Problem: Below are records; count the lines in them that hold "applied" and give only the count.

Stored items:
━━━━━━

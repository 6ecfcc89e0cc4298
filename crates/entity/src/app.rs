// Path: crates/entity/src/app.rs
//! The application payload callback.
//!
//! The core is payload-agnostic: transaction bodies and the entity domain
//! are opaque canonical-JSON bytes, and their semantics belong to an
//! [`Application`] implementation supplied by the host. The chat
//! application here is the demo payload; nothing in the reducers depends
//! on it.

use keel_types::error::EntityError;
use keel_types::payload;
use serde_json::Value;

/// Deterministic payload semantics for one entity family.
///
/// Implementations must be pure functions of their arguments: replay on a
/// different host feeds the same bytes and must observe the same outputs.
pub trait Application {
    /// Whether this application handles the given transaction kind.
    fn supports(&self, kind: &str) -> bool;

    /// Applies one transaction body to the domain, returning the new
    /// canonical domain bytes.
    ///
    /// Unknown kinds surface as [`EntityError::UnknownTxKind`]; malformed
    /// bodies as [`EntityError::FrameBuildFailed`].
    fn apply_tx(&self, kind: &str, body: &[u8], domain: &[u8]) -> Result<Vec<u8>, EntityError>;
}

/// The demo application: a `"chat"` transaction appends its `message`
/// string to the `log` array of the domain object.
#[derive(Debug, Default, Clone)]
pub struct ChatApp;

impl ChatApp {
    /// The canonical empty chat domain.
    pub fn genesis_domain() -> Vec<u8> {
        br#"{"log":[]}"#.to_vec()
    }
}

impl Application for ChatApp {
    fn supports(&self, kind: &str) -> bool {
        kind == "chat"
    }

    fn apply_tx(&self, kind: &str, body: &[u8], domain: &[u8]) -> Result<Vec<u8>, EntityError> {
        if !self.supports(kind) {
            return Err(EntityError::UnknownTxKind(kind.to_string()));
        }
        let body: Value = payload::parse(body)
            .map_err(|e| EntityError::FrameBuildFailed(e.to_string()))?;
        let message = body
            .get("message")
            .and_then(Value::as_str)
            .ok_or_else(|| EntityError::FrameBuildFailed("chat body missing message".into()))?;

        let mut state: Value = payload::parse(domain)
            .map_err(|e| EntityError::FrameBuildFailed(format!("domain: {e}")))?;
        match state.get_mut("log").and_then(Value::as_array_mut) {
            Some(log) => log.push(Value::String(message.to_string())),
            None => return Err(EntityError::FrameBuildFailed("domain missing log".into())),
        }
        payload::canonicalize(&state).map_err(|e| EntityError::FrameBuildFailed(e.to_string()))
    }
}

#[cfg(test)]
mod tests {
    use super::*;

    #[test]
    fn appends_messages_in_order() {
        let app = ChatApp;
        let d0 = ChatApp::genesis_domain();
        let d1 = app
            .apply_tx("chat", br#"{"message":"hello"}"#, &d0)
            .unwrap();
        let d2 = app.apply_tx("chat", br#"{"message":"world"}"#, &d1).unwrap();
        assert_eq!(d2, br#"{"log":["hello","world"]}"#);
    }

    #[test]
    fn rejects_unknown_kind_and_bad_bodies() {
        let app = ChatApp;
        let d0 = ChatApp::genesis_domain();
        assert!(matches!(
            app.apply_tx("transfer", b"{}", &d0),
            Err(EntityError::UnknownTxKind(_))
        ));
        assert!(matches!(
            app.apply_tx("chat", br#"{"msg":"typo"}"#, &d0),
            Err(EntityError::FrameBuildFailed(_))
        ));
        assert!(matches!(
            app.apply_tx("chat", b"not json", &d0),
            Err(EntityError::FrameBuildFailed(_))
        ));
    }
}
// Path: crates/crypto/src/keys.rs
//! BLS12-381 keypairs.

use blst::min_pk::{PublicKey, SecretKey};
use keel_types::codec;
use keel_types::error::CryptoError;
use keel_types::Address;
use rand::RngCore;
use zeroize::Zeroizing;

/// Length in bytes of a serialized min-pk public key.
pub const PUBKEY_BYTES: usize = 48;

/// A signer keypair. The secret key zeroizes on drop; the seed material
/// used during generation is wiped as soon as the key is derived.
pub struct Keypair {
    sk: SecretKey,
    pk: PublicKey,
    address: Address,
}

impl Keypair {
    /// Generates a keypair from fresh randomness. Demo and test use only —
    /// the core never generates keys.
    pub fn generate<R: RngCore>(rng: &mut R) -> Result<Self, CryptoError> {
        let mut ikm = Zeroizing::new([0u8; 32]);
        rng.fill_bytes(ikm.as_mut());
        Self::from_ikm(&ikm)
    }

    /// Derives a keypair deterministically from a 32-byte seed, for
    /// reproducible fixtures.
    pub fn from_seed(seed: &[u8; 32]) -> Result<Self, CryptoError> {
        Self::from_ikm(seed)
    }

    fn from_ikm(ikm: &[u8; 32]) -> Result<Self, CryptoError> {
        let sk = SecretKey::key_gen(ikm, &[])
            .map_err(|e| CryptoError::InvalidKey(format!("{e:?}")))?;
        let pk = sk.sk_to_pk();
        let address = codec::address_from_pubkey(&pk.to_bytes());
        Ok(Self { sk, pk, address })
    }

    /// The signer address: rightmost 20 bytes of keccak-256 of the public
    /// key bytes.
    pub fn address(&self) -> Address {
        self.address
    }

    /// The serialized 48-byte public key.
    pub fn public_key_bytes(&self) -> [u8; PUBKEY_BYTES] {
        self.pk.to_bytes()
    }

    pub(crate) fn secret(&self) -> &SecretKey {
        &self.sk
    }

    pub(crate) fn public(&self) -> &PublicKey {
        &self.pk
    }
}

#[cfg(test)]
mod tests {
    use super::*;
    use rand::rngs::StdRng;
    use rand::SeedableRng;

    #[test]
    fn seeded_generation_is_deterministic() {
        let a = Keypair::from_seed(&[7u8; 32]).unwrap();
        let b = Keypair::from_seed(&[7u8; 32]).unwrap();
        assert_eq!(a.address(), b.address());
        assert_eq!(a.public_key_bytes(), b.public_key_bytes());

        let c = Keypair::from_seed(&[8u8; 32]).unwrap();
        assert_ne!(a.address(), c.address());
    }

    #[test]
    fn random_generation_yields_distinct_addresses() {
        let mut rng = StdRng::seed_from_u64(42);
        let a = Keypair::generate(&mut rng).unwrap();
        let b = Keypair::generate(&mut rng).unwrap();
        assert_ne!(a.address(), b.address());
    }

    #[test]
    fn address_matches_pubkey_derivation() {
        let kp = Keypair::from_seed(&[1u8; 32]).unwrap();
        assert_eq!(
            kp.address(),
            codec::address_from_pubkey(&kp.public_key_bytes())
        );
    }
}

━━━━━━

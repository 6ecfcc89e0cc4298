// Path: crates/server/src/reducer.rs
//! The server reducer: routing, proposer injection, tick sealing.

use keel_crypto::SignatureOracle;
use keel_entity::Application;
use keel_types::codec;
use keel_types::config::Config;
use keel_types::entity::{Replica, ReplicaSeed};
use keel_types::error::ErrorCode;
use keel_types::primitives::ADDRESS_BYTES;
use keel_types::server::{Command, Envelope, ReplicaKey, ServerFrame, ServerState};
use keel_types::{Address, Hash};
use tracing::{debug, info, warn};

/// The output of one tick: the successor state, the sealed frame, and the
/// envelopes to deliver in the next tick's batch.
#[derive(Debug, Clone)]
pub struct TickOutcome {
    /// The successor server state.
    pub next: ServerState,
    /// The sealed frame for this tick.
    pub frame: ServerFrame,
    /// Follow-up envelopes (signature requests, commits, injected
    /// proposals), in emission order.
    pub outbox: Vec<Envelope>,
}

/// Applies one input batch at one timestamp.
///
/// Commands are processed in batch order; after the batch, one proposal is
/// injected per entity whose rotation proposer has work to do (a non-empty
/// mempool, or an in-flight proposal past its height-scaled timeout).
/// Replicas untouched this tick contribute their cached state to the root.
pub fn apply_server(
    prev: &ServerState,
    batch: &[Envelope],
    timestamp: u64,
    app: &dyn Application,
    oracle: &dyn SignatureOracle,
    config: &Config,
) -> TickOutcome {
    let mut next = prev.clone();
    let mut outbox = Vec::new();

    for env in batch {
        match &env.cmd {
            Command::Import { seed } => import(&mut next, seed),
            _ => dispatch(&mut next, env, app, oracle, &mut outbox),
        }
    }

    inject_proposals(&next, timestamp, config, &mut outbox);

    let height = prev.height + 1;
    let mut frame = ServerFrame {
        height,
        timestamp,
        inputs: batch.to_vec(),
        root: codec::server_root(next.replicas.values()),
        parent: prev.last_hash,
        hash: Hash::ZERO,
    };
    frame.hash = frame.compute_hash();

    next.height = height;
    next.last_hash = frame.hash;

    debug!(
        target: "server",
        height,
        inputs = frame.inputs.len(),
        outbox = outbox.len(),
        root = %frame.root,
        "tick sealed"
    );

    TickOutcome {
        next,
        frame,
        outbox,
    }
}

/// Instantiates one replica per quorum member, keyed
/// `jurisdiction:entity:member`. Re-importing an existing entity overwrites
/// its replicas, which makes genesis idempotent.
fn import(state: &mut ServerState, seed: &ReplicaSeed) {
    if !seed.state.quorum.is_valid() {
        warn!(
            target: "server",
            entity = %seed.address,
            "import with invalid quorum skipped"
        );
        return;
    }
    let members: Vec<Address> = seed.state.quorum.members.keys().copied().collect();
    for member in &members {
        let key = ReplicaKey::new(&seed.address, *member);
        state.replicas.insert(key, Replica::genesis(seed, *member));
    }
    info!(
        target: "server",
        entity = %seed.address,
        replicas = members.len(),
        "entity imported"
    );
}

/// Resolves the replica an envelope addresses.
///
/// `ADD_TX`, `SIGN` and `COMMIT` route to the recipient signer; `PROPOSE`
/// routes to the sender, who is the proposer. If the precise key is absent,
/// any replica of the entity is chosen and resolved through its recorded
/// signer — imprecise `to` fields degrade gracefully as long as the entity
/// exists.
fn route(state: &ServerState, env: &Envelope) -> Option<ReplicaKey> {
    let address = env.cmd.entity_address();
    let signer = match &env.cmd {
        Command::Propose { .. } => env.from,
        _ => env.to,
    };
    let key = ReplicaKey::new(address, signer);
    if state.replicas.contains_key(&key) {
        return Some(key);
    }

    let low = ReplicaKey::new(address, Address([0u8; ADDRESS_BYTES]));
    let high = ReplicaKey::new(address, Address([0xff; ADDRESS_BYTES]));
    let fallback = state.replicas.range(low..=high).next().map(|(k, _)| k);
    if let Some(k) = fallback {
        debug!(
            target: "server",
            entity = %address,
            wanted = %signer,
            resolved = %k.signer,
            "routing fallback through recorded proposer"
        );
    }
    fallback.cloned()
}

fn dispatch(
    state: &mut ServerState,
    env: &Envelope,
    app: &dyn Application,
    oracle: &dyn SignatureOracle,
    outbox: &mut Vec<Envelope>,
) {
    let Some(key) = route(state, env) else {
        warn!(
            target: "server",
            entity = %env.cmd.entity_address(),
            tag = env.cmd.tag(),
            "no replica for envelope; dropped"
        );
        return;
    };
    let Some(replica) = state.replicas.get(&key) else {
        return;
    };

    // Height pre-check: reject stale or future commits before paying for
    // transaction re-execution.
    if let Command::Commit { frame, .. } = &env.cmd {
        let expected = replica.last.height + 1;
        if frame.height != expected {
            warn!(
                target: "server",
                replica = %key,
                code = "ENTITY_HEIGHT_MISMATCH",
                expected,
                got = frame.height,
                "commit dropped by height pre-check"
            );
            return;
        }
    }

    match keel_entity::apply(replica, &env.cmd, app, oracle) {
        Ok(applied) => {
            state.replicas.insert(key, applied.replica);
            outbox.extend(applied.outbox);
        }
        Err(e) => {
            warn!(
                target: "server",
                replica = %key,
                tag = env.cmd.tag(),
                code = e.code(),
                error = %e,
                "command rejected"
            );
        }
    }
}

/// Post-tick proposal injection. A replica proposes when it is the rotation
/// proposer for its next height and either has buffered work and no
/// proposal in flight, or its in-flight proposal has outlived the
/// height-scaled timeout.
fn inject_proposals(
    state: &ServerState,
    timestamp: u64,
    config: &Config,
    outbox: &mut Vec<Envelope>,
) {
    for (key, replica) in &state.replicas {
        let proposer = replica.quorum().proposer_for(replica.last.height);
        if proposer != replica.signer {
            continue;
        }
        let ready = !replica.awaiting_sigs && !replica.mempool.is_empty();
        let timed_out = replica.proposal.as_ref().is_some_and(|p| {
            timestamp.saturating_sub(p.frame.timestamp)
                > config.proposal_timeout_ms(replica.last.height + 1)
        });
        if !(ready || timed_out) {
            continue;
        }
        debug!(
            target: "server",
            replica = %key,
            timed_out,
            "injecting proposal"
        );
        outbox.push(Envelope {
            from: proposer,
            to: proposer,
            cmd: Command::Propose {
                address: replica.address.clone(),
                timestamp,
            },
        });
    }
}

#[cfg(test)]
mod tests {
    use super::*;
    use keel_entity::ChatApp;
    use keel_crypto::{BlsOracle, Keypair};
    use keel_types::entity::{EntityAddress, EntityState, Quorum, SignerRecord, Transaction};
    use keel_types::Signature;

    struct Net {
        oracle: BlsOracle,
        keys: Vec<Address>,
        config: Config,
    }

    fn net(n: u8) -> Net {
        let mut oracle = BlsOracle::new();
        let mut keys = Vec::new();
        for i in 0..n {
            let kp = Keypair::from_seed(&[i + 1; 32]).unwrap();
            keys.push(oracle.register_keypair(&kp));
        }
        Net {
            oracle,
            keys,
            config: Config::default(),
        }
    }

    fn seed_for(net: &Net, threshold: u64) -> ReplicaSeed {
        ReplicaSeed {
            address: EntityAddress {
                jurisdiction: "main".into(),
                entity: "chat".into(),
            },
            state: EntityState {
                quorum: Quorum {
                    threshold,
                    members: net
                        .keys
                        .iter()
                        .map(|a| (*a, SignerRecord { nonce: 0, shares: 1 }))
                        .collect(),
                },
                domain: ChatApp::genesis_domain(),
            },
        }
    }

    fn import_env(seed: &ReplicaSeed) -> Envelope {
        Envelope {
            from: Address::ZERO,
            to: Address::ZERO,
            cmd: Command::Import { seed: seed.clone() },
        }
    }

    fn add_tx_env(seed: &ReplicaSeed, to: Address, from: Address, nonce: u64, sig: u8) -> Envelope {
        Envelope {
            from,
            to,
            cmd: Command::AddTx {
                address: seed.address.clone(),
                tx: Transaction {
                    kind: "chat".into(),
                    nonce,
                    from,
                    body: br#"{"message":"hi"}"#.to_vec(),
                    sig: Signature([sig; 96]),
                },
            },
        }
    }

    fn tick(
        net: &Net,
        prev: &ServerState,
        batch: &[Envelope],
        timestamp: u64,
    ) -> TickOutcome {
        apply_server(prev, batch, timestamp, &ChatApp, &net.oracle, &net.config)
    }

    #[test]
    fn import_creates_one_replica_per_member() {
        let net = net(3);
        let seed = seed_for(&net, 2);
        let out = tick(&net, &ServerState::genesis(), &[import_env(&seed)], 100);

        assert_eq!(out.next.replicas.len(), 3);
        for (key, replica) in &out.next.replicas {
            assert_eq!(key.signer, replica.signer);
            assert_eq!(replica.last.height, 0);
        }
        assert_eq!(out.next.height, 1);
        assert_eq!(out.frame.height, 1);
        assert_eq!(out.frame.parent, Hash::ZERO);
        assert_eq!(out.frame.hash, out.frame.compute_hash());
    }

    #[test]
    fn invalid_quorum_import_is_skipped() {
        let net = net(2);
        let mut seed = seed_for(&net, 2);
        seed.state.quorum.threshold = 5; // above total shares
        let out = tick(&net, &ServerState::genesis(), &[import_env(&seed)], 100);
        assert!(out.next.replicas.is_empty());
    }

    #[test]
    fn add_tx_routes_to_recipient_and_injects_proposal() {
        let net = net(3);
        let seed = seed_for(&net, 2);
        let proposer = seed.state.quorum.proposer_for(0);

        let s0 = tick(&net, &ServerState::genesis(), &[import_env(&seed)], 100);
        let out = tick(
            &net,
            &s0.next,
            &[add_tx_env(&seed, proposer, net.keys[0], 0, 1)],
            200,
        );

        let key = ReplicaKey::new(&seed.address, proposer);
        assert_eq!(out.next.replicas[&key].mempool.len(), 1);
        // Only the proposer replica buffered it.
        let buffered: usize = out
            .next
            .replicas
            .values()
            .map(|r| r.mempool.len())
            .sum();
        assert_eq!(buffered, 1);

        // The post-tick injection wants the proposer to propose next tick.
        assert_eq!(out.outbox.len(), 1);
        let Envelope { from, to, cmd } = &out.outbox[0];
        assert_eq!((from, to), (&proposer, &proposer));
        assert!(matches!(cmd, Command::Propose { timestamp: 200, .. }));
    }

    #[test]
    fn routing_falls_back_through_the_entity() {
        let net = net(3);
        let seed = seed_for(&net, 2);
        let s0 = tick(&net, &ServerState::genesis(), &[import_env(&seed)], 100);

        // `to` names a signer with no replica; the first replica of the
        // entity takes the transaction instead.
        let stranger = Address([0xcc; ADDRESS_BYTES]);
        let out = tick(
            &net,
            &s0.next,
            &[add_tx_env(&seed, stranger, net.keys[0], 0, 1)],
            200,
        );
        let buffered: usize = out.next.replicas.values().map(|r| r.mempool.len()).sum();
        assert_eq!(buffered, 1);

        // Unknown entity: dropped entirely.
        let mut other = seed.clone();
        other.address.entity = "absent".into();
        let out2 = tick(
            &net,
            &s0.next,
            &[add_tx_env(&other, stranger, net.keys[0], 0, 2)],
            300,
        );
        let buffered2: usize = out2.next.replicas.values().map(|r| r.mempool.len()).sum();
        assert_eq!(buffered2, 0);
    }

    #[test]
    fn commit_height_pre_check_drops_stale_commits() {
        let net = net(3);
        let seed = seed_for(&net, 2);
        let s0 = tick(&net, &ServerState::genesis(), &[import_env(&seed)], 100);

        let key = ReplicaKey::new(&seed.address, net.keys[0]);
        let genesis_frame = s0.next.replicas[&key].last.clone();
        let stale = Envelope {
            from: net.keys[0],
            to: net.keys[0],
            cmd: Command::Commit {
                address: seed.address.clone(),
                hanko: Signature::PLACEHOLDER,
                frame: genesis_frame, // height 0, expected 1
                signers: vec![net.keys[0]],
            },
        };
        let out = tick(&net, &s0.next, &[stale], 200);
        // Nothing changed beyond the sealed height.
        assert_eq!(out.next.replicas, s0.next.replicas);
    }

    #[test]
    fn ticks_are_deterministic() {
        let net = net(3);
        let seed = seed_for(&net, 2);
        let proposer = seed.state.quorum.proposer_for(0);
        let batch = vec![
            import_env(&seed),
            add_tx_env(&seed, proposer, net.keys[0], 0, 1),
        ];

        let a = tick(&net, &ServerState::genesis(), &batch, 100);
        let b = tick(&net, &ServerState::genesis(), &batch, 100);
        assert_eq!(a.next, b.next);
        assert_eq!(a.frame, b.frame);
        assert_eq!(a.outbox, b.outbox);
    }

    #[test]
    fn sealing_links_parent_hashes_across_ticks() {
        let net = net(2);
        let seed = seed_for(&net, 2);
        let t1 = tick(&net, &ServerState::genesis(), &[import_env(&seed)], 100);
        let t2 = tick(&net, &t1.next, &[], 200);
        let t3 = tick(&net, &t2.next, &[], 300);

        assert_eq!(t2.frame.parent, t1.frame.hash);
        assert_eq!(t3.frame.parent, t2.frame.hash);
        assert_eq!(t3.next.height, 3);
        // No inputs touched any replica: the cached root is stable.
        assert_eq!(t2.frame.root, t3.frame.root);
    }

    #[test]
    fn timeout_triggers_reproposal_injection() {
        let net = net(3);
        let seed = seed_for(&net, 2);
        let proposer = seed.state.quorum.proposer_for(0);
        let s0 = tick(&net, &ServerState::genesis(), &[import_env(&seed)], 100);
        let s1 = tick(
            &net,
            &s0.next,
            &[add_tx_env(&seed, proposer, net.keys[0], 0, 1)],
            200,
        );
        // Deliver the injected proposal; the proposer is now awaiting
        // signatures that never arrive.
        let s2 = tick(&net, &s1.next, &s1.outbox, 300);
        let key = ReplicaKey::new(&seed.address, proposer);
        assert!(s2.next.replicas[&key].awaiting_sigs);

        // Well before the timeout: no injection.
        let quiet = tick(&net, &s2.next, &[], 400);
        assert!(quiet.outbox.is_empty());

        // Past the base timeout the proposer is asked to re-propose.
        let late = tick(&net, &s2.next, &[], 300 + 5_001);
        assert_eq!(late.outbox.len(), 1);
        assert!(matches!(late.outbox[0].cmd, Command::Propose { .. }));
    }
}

━━━━━━

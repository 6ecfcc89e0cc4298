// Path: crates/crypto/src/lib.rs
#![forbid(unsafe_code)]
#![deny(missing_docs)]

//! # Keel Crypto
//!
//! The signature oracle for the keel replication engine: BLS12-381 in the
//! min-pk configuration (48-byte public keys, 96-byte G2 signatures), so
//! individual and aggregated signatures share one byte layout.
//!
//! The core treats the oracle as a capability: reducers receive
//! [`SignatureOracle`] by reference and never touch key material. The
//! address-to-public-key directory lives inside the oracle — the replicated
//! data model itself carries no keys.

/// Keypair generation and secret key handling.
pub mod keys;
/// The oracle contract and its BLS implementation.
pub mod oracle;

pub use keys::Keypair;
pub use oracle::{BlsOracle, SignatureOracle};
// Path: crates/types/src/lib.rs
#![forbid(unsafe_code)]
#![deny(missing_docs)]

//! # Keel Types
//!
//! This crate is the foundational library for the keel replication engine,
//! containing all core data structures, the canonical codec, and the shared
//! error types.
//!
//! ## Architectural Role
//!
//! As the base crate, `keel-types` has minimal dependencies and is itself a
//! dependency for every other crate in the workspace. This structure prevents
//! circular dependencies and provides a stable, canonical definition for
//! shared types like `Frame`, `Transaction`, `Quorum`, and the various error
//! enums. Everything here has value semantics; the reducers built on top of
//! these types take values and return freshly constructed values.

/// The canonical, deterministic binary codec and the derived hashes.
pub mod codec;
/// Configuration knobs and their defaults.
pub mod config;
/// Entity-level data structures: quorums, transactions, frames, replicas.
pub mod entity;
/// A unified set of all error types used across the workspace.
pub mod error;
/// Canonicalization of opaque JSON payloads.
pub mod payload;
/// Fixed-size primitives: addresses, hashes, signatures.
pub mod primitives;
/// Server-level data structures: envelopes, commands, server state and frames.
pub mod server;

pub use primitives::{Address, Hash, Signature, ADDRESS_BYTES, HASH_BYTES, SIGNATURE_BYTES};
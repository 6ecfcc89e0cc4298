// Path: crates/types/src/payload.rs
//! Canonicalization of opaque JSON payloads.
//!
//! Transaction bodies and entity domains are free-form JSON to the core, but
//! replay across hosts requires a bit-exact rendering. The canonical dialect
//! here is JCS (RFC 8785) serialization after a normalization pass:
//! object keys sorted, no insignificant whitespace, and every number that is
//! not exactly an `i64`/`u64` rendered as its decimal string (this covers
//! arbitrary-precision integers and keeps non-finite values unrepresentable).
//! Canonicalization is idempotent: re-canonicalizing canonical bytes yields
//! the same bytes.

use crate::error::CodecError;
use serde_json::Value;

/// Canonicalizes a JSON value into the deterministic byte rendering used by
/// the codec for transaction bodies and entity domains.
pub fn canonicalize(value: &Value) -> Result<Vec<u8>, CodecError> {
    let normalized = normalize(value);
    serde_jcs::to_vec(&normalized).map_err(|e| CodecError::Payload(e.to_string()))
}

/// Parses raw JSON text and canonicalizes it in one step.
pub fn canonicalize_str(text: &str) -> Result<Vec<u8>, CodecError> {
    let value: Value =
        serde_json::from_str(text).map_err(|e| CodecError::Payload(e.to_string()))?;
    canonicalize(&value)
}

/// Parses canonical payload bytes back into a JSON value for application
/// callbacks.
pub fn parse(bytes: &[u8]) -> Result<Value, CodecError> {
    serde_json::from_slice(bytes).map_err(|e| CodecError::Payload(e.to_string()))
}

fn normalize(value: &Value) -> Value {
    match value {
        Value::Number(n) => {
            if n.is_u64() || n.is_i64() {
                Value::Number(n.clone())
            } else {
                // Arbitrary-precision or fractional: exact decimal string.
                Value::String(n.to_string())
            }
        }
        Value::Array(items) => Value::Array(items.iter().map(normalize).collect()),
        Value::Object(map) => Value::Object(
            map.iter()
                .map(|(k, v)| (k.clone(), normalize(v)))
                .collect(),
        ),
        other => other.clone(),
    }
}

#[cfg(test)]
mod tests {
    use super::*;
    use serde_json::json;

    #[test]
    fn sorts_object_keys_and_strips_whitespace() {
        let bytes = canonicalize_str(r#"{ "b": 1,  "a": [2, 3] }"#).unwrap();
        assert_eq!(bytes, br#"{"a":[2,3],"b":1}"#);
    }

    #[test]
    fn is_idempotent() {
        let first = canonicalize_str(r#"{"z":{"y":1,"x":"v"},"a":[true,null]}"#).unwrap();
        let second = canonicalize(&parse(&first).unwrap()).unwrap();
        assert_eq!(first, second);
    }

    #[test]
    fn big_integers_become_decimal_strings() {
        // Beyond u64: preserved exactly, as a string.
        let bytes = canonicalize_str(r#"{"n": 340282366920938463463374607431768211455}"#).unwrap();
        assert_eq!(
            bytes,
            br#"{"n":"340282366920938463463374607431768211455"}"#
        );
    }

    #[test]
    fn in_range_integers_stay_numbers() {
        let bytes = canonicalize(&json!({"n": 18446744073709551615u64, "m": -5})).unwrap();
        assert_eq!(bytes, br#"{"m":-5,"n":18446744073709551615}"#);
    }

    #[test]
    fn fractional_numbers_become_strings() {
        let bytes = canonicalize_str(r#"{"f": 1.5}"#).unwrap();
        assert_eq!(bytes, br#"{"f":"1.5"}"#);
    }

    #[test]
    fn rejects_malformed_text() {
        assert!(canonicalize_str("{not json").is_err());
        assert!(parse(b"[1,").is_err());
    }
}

━━━━━━

Response area: 3